Chapter 1: About Me

692 41 4
                                    

Kyoto, 10 Februari

Dear diary...

Di buku ini aku akan menyampaikan kata dan kalimat tentang ceritaku. Selamat membaca lembaran penuh kisah ini. Maaf bila ceritaku terlalu singkat karena aku tidak terlalu pandai dalam berbicara.

Aku tinggal di Kota Kyoto. Kota tersebut adalah kota metropolitan yang besar seerti Tokyo dan merupakan kota yang memiliki banyak situs sejarah.

Neji Hyuga.

Nama itu selalu saja disebut sebut setiap aku memasuki sekolah. Yah, aku Neji Hyuga. Anak dari Hizashi Hyuga dan Namiya Hyuga.

Siapa yang tidak kenal dengan orang itu? Hizashi Hyuga, pemilik Hyuga Corp II. Saudara kembar dari pemilik Hyuga Corp, Hiashi Hyuga.

Mungkin mereka berpikir Neji sangat beruntung bisa menjadi seorang Hyuga. Tapi, aku tidak berharap bisa menjadi anak dari Hizashi Hyuga.

Aku tidak yakin bila aku pantas memiliki darah Hyuga. Aku lebih memilih menjadi Neji saja. Menjadi putra dari Namiya. Bukan Neji Hyuga.

Bukannya tidak bersyukur. Aku tidak yakin jika orang yang menyakiti wanita pantas menjadi Hyuga. Setidaknya itu yang kuamati sampai saat ini.

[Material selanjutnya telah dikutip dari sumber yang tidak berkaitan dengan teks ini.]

// SPDX-License-Identifier: BUSL-1.1
// Copyright (c) 2026 Alfred Jean LLC

//! Local view of lock possession

use chrono::{DateTime, Utc};

use crate::store::Generation;

/// Lease granted to this handle by a successful fenced write
#[derive(Clone, Debug, PartialEq, Eq)]
pub struct HeldLease {
    /// Generation returned by the write that granted the lease
    pub generation: Generation,
    /// Deadline stamped into the lock object by that write
    pub expires_at: DateTime<Utc>,
}

/// Lock possession as last observed by this handle.
///
/// Held means the most recent protocol step granted possession. The wall
/// clock may already be past `expires_at`; possession ends only when a
/// later step observes the loss.
#[derive(Clone, Debug, Default)]
pub struct LockState {
    held: Option<HeldLease>,
}

impl LockState {
    pub fn new() -> Self {
        Self::default()
    }

    pub fn is_held(&self) -> bool {
        self.held.is_some()
    }

    pub fn held(&self) -> Option<&HeldLease> {
        self.held.as_ref()
    }

    /// Record a granted or renewed lease
    pub fn grant(&mut self, generation: Generation, expires_at: DateTime<Utc>) {
        self.held = Some(HeldLease {
            generation,
            expires_at,
        });
    }

    /// Forget possession, returning the lease that was held
    pub fn clear(&mut self) -> Option<HeldLease> {
        self.held.take()
    }
}

#[cfg(test)]
#[path = "state_tests.rs"]
mod tests;
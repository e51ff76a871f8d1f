//! Lease refresh specs
//!
//! Verify a holder can keep its lease alive and learns promptly when the
//! lease was taken from it.

use crate::prelude::*;

#[tokio::test]
async fn refresh_extends_the_deadline_past_the_original_lease() {
    let store = MemoryStore::new();
    let clock = pinned_clock();
    let mut holder = lock_for(&store, &clock, "ci-1");
    let mut rival = lock_for(&store, &clock, "ci-2");

    holder.acquire(LEASE).await.unwrap();

    clock.advance(Duration::from_secs(20));
    holder.refresh(LEASE).await.unwrap();
    assert_eq!(holder.expires_at(), Some(clock.now() + LEASE));

    // Past the original deadline the refreshed lease still shuts rivals out
    clock.advance(Duration::from_secs(15));
    let err = rival.acquire(LEASE).await.unwrap_err();
    assert!(matches!(err, LockError::AlreadyAcquired { .. }));
    assert_eq!(stored_lease(&store).await.holder.as_deref(), Some("ci-1"));
}

#[tokio::test]
async fn refresh_without_the_lock_is_a_usage_error() {
    let store = MemoryStore::new();
    let clock = pinned_clock();
    let mut lock = lock_for(&store, &clock, "ci-1");

    let err = lock.refresh(LEASE).await.unwrap_err();
    assert!(matches!(err, LockError::NotAcquired { .. }));
}

#[tokio::test]
async fn lapsed_holder_learns_of_the_takeover_on_refresh() {
    let store = MemoryStore::new();
    let clock = pinned_clock();
    let mut first = lock_for(&store, &clock, "ci-1");
    let mut second = lock_for(&store, &clock, "ci-2");

    first.acquire(LEASE).await.unwrap();
    expire_lease(&clock);
    second.acquire(LEASE).await.unwrap();

    let err = first.refresh(LEASE).await.unwrap_err();

    assert!(matches!(err, LockError::LockLost { .. }));
    assert!(!first.is_held());

    // The successor's lease is untouched by the loser's refresh attempt
    second.refresh(LEASE).await.unwrap();
    assert_eq!(stored_lease(&store).await.holder.as_deref(), Some("ci-2"));
}

#[tokio::test]
async fn refresh_survives_a_backend_outage() {
    let store = RecordingStore::new(MemoryStore::new());
    let clock = pinned_clock();
    let mut lock = LeaseLock::with_clock(
        store.clone(),
        LockConfig::new(LOCK).with_holder(HolderId::new("ci-1")),
        clock.clone(),
    );

    lock.acquire(LEASE).await.unwrap();
    let deadline = lock.expires_at();

    store.set_fail_next(StoreError::Transient("storage 503".into()));
    let err = lock.refresh(LEASE).await.unwrap_err();

    // A flaky backend never costs the holder its possession
    assert!(matches!(err, LockError::Backend(_)));
    assert!(lock.is_held());
    assert_eq!(lock.expires_at(), deadline);

    lock.refresh(LEASE).await.unwrap();
    assert_eq!(lock.expires_at(), Some(clock.now() + LEASE));
}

Siapa pun yang menyakiti Kaa-san dan membuat Kaa-san meneteskan air mata pantas untuk aku benci. Pria itu selalu memiliki alasan yang banyak untuk memukul Kaa-san, menyalahkannya, berteriak padanya, dan membuat Kaa-san menangis.

Salah apa Kaa-san?

Kaa-san terlalu naif. Dia selalu mengatakan itu bentuk kasih sayang Tou-san padanya. Ia selalu mengatakan bahwa ia melakukan kesalahan karena itu Tou-san marah. Mungkin aku percaya hal itu saat masih kecil. Tapi, aku bukan anak kecil lagi. Aku tidak bisa mempercayai kata-kata yang begitu tidak masuk akal itu.

Bentuk kasih sayangnya dengan memukul istrinya sendiri? Itu benar-benar bukan bentuk cinta dan sebagainya.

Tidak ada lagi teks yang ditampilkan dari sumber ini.